→ YOUR INSTRUCTIONS
From the listing below, pick out each line with the word "ConsoleNotifier".

→ INFORMATION SHOWN

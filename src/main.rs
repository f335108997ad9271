use clap::Parser;
use tracing::info;

use dailypin::cli::{Cli, Commands};
use dailypin::config::Config;
use dailypin::domain::{DeliveryMode, SourceType};
use dailypin::errors::BotResult;
use dailypin::services::{
    ConsoleNotifier, DeliveryOptions, DeliveryService, NotificationService, Notifier, RunOutcome,
};
use dailypin::sources::{ContentSource, PinterestSource, RaindropSource};

fn main() {
    if let Err(e) = run() {
        eprintln!("Error: {}", e);
        std::process::exit(1);
    }
}

fn run() -> BotResult<()> {
    let cli = Cli::parse();

    match cli.command {
        Commands::Hint => {
            cmd_hint();
            Ok(())
        }
        Commands::Run {
            source,
            mode,
            count,
            cron,
            dry_run,
        } => cmd_run(source, mode, count, cron, dry_run),
    }
}

fn cmd_hint() {
    println!("Daily Pin Bot is running!\n");
    println!("To trigger the scheduled delivery manually, run:");
    println!("  dailypin run --cron \"* * * * *\"\n");
    println!("To preview the message without sending it:");
    println!("  dailypin run --dry-run");
}

fn cmd_run(
    source: Option<SourceType>,
    mode: DeliveryMode,
    count: usize,
    cron: Option<String>,
    dry_run: bool,
) -> BotResult<()> {
    dailypin::setup_logging();

    let config = Config::from_env()?;
    let source_type = source.unwrap_or(config.source);
    let options = DeliveryOptions::new(mode, count);

    info!(
        cron = cron.as_deref().unwrap_or("manual"),
        source = %source_type,
        dry_run,
        "Daily Pin Bot triggered"
    );

    match source_type {
        SourceType::Pins => {
            let source = PinterestSource::new(config.pinterest()?)?;
            execute(source, &config, options, dry_run)
        }
        SourceType::Articles => {
            let source = RaindropSource::new(config.raindrop()?)?;
            execute(source, &config, options, dry_run)
        }
    }
}

fn execute<S: ContentSource>(
    source: S,
    config: &Config,
    options: DeliveryOptions,
    dry_run: bool,
) -> BotResult<()> {
    if dry_run {
        deliver(source, ConsoleNotifier, config, options);
    } else {
        let notifier = NotificationService::new(&config.telegram)?;
        deliver(source, notifier, config, options);
    }

    Ok(())
}

fn deliver<S: ContentSource, N: Notifier>(
    source: S,
    notifier: N,
    config: &Config,
    options: DeliveryOptions,
) {
    let service = DeliveryService::new(source, notifier, config.telegram.chat_id.as_str(), options);

    match service.run(&mut rand::thread_rng()) {
        RunOutcome::Delivered { items } => info!(items, "Daily delivery sent successfully"),
        RunOutcome::Reported { .. } => info!("Error notification handled"),
    }
}
//! Wire protocol constants and layout for CoreView displays
//!
//! The protocol was recovered by capturing the vendor application's USB
//! traffic. The byte layout below is reproduced exactly as observed; the
//! firmware rejects frames with any deviation in the header.

use zerocopy::byteorder::little_endian::{U16, U32};
use zerocopy::{FromBytes, Immutable, IntoBytes, KnownLayout};

use crate::types::PixelFormat;

/// Frame header magic, the first four bytes of every LCD frame
pub const MAGIC: [u8; 4] = [0xDA, 0xDB, 0xDC, 0xDD];

/// Report id prefixed to every outbound report
pub const REPORT_ID: u8 = 0x00;

/// Size of the frame header in bytes, fixed for every pixel format
pub const HEADER_LEN: usize = 20;

/// Command bytes (frame header byte 4)
pub mod cmd {
    /// Image data frame
    pub const IMAGE: u8 = 0x02;
}

/// Compression codes (frame header byte 12)
pub mod compression {
    /// Raw RGB565 pixel stream
    pub const RGB565: u8 = 0x01;
    /// JPEG-encoded frame
    pub const JPEG: u8 = 0x02;
    /// Raw RGB888 pixel stream; defined by the firmware, not advertised
    /// by any current panel
    pub const RGB888: u8 = 0x03;
}

/// Segment-display report layout (CoreView Duo)
///
/// The Duo takes a single fixed-size report per update: a two-byte magic
/// prefix followed by the two readout values. No header, no fragmentation.
pub mod segment {
    /// Two-byte magic prefix of every segment report
    pub const MAGIC: [u8; 2] = [0xDC, 0xDD];
    /// Fixed report payload size, excluding the report id
    pub const REPORT_LEN: usize = 8;
    /// Largest value one readout can show (two digits)
    pub const MAX_READING: u8 = 99;
}

/// Wire compression code for a pixel format
pub fn compression_code(format: PixelFormat) -> u8 {
    match format {
        PixelFormat::Rgb565 => compression::RGB565,
        PixelFormat::Jpeg => compression::JPEG,
        PixelFormat::Rgb888 => compression::RGB888,
    }
}

/// Frame header for the full-LCD variant, 20 bytes on the wire.
///
/// Multi-byte fields are little-endian; reserved bytes are zero.
#[derive(Debug, Clone, Copy, IntoBytes, FromBytes, KnownLayout, Immutable)]
#[repr(C)]
pub struct WireHeader {
    pub magic: [u8; 4],
    pub command: u8,
    _reserved0: [u8; 3],
    pub width: U16,
    pub height: U16,
    pub compression: u8,
    _reserved1: [u8; 3],
    pub payload_len: U32,
}

const _: () = assert!(core::mem::size_of::<WireHeader>() == HEADER_LEN);

impl WireHeader {
    /// Build an image-data header for one frame.
    pub fn image(width: u16, height: u16, compression: u8, payload_len: u32) -> Self {
        Self {
            magic: MAGIC,
            command: cmd::IMAGE,
            _reserved0: [0; 3],
            width: U16::new(width),
            height: U16::new(height),
            compression,
            _reserved1: [0; 3],
            payload_len: U32::new(payload_len),
        }
    }
}

#[cfg(test)]
mod tests {
    use super::*;

    #[test]
    fn test_header_layout() {
        let header = WireHeader::image(1280, 480, compression::JPEG, 1000);
        let bytes = header.as_bytes();
        assert_eq!(bytes.len(), HEADER_LEN);
        assert_eq!(
            bytes,
            &[
                0xDA, 0xDB, 0xDC, 0xDD, // magic
                0x02, // command: image data
                0x00, 0x00, 0x00, // reserved
                0x00, 0x05, // width 1280 LE
                0xE0, 0x01, // height 480 LE
                0x02, // compression: JPEG
                0x00, 0x00, 0x00, // reserved
                0xE8, 0x03, 0x00, 0x00, // payload length 1000 LE
            ]
        );
    }

    #[test]
    fn test_compression_codes() {
        assert_eq!(compression_code(PixelFormat::Rgb565), 0x01);
        assert_eq!(compression_code(PixelFormat::Jpeg), 0x02);
        assert_eq!(compression_code(PixelFormat::Rgb888), 0x03);
    }
}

→ ANSWER BELOW
    ConsoleNotifier, DeliveryOptions, DeliveryService, NotificationService, Notifier, RunOutcome,
        deliver(source, ConsoleNotifier, config, options);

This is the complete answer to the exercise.